> _WHAT THE TASK REQUIRES_: All of the entries below are to be retyped exactly.

> _DATA SUPPLIED_:
════

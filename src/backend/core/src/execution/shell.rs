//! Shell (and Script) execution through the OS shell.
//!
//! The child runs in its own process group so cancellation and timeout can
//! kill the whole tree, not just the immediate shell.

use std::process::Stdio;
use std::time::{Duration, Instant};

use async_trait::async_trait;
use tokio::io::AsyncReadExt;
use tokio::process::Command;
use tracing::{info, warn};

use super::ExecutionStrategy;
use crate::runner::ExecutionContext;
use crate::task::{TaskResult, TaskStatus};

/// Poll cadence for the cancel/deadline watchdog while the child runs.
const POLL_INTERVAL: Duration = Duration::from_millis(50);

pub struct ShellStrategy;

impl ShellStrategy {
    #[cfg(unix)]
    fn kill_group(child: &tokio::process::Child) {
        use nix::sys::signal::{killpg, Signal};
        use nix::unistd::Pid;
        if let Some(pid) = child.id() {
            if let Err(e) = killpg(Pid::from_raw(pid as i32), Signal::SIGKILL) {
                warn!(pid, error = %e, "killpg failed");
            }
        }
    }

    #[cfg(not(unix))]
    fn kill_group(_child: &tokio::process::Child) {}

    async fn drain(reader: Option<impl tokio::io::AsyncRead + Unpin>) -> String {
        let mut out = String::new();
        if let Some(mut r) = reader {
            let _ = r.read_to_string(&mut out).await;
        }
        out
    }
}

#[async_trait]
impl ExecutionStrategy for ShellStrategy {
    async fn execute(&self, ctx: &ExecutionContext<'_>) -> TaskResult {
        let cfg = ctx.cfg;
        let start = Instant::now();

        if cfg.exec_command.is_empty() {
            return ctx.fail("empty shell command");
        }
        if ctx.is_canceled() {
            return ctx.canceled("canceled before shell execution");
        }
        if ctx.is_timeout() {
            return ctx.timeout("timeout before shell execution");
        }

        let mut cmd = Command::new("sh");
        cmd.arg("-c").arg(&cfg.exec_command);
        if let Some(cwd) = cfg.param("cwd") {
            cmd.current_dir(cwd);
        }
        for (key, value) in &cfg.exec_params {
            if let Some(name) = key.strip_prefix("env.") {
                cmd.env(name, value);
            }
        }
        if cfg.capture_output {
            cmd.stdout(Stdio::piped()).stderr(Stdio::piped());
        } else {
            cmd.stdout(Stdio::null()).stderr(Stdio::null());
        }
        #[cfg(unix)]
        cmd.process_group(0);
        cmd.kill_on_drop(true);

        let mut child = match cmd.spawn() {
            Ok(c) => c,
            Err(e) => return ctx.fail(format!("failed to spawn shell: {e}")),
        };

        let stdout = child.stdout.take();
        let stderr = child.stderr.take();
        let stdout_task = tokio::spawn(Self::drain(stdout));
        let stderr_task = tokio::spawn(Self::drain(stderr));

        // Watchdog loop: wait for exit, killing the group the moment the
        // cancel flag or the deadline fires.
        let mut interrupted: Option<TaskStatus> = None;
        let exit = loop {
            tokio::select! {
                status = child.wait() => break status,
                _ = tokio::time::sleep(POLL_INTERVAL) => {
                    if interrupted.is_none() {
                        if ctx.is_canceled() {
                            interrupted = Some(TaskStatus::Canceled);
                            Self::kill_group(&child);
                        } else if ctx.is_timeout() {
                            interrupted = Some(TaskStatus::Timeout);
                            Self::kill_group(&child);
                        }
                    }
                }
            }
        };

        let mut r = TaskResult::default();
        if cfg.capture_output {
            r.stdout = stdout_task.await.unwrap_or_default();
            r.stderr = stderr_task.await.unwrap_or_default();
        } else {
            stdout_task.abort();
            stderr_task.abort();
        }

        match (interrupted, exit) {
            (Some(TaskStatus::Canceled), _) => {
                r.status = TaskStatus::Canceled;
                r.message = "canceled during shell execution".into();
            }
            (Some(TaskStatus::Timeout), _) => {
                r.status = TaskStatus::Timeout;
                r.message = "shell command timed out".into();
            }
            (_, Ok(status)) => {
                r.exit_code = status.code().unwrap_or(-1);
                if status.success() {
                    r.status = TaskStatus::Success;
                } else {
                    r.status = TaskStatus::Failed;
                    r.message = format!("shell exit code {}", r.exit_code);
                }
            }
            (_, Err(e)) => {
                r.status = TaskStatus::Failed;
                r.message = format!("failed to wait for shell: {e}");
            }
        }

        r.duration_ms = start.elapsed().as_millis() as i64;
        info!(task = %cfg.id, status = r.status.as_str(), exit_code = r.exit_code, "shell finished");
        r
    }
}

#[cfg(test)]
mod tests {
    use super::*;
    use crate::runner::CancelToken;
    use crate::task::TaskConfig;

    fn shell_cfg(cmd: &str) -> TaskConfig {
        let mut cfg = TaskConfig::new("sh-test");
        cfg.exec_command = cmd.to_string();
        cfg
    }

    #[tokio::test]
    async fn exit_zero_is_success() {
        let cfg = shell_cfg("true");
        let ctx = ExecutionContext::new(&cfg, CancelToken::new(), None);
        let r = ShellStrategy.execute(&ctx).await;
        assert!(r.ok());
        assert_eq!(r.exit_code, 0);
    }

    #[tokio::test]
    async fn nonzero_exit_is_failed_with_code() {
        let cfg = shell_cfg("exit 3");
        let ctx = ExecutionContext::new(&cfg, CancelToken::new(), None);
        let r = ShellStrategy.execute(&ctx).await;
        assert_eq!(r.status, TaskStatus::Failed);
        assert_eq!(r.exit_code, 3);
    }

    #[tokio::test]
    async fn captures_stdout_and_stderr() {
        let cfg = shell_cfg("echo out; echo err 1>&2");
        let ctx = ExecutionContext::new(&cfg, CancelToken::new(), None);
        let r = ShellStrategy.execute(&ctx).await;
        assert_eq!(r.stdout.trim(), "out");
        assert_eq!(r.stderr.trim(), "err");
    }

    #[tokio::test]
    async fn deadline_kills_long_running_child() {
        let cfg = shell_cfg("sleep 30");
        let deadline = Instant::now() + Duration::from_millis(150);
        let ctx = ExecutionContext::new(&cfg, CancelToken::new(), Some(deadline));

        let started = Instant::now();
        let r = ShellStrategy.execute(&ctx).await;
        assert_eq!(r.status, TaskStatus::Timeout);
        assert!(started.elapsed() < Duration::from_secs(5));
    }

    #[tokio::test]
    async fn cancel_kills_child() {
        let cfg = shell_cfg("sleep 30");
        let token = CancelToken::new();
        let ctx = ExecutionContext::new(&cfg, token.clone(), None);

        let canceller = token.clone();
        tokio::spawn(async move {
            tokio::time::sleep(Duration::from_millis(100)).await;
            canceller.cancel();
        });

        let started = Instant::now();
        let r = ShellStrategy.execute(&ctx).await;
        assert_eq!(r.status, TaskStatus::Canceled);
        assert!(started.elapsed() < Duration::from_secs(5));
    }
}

════

> _OUTPUT OF THE EXERCISE_:
filename src/backend/core/src/execution/shell.rs
//! Shell (and Script) execution through the OS shell.
//!
//! The child runs in its own process group so cancellation and timeout can
//! kill the whole tree, not just the immediate shell.

use std::process::Stdio;
use std::time::{Duration, Instant};

use async_trait::async_trait;
use tokio::io::AsyncReadExt;
use tokio::process::Command;
use tracing::{info, warn};

use super::ExecutionStrategy;
use crate::runner::ExecutionContext;
use crate::task::{TaskResult, TaskStatus};

/// Poll cadence for the cancel/deadline watchdog while the child runs.
const POLL_INTERVAL: Duration = Duration::from_millis(50);

pub struct ShellStrategy;

impl ShellStrategy {
    #[cfg(unix)]
    fn kill_group(child: &tokio::process::Child) {
        use nix::sys::signal::{killpg, Signal};
        use nix::unistd::Pid;
        if let Some(pid) = child.id() {
            if let Err(e) = killpg(Pid::from_raw(pid as i32), Signal::SIGKILL) {
                warn!(pid, error = %e, "killpg failed");
            }
        }
    }

    #[cfg(not(unix))]
    fn kill_group(_child: &tokio::process::Child) {}

    async fn drain(reader: Option<impl tokio::io::AsyncRead + Unpin>) -> String {
        let mut out = String::new();
        if let Some(mut r) = reader {
            let _ = r.read_to_string(&mut out).await;
        }
        out
    }
}

#[async_trait]
impl ExecutionStrategy for ShellStrategy {
    async fn execute(&self, ctx: &ExecutionContext<'_>) -> TaskResult {
        let cfg = ctx.cfg;
        let start = Instant::now();

        if cfg.exec_command.is_empty() {
            return ctx.fail("empty shell command");
        }
        if ctx.is_canceled() {
            return ctx.canceled("canceled before shell execution");
        }
        if ctx.is_timeout() {
            return ctx.timeout("timeout before shell execution");
        }

        let mut cmd = Command::new("sh");
        cmd.arg("-c").arg(&cfg.exec_command);
        if let Some(cwd) = cfg.param("cwd") {
            cmd.current_dir(cwd);
        }
        for (key, value) in &cfg.exec_params {
            if let Some(name) = key.strip_prefix("env.") {
                cmd.env(name, value);
            }
        }
        if cfg.capture_output {
            cmd.stdout(Stdio::piped()).stderr(Stdio::piped());
        } else {
            cmd.stdout(Stdio::null()).stderr(Stdio::null());
        }
        #[cfg(unix)]
        cmd.process_group(0);
        cmd.kill_on_drop(true);

        let mut child = match cmd.spawn() {
            Ok(c) => c,
            Err(e) => return ctx.fail(format!("failed to spawn shell: {e}")),
        };

        let stdout = child.stdout.take();
        let stderr = child.stderr.take();
        let stdout_task = tokio::spawn(Self::drain(stdout));
        let stderr_task = tokio::spawn(Self::drain(stderr));

        // Watchdog loop: wait for exit, killing the group the moment the
        // cancel flag or the deadline fires.
        let mut interrupted: Option<TaskStatus> = None;
        let exit = loop {
            tokio::select! {
                status = child.wait() => break status,
                _ = tokio::time::sleep(POLL_INTERVAL) => {
                    if interrupted.is_none() {
                        if ctx.is_canceled() {
                            interrupted = Some(TaskStatus::Canceled);
                            Self::kill_group(&child);
                        } else if ctx.is_timeout() {
                            interrupted = Some(TaskStatus::Timeout);
                            Self::kill_group(&child);
                        }
                    }
                }
            }
        };

        let mut r = TaskResult::default();
        if cfg.capture_output {
            r.stdout = stdout_task.await.unwrap_or_default();
            r.stderr = stderr_task.await.unwrap_or_default();
        } else {
            stdout_task.abort();
            stderr_task.abort();
        }

        match (interrupted, exit) {
            (Some(TaskStatus::Canceled), _) => {
                r.status = TaskStatus::Canceled;
                r.message = "canceled during shell execution".into();
            }
            (Some(TaskStatus::Timeout), _) => {
                r.status = TaskStatus::Timeout;
                r.message = "shell command timed out".into();
            }
            (_, Ok(status)) => {
                r.exit_code = status.code().unwrap_or(-1);
                if status.success() {
                    r.status = TaskStatus::Success;
                } else {
                    r.status = TaskStatus::Failed;
                    r.message = format!("shell exit code {}", r.exit_code);
                }
            }
            (_, Err(e)) => {
                r.status = TaskStatus::Failed;
                r.message = format!("failed to wait for shell: {e}");
            }
        }

        r.duration_ms = start.elapsed().as_millis() as i64;
        info!(task = %cfg.id, status = r.status.as_str(), exit_code = r.exit_code, "shell finished");
        r
    }
}

#[cfg(test)]
mod tests {
    use super::*;
    use crate::runner::CancelToken;
    use crate::task::TaskConfig;

    fn shell_cfg(cmd: &str) -> TaskConfig {
        let mut cfg = TaskConfig::new("sh-test");
        cfg.exec_command = cmd.to_string();
        cfg
    }

    #[tokio::test]
    async fn exit_zero_is_success() {
        let cfg = shell_cfg("true");
        let ctx = ExecutionContext::new(&cfg, CancelToken::new(), None);
        let r = ShellStrategy.execute(&ctx).await;
        assert!(r.ok());
        assert_eq!(r.exit_code, 0);
    }

    #[tokio::test]
    async fn nonzero_exit_is_failed_with_code() {
        let cfg = shell_cfg("exit 3");
        let ctx = ExecutionContext::new(&cfg, CancelToken::new(), None);
        let r = ShellStrategy.execute(&ctx).await;
        assert_eq!(r.status, TaskStatus::Failed);
        assert_eq!(r.exit_code, 3);
    }

    #[tokio::test]
    async fn captures_stdout_and_stderr() {
        let cfg = shell_cfg("echo out; echo err 1>&2");
        let ctx = ExecutionContext::new(&cfg, CancelToken::new(), None);
        let r = ShellStrategy.execute(&ctx).await;
        assert_eq!(r.stdout.trim(), "out");
        assert_eq!(r.stderr.trim(), "err");
    }

    #[tokio::test]
    async fn deadline_kills_long_running_child() {
        let cfg = shell_cfg("sleep 30");
        let deadline = Instant::now() + Duration::from_millis(150);
        let ctx = ExecutionContext::new(&cfg, CancelToken::new(), Some(deadline));

        let started = Instant::now();
        let r = ShellStrategy.execute(&ctx).await;
        assert_eq!(r.status, TaskStatus::Timeout);
        assert!(started.elapsed() < Duration::from_secs(5));
    }

    #[tokio::test]
    async fn cancel_kills_child() {
        let cfg = shell_cfg("sleep 30");
        let token = CancelToken::new();
        let ctx = ExecutionContext::new(&cfg, token.clone(), None);

        let canceller = token.clone();
        tokio::spawn(async move {
            tokio::time::sleep(Duration::from_millis(100)).await;
            canceller.cancel();
        });

        let started = Instant::now();
        let r = ShellStrategy.execute(&ctx).await;
        assert_eq!(r.status, TaskStatus::Canceled);
        assert!(started.elapsed() < Duration::from_secs(5));
    }
}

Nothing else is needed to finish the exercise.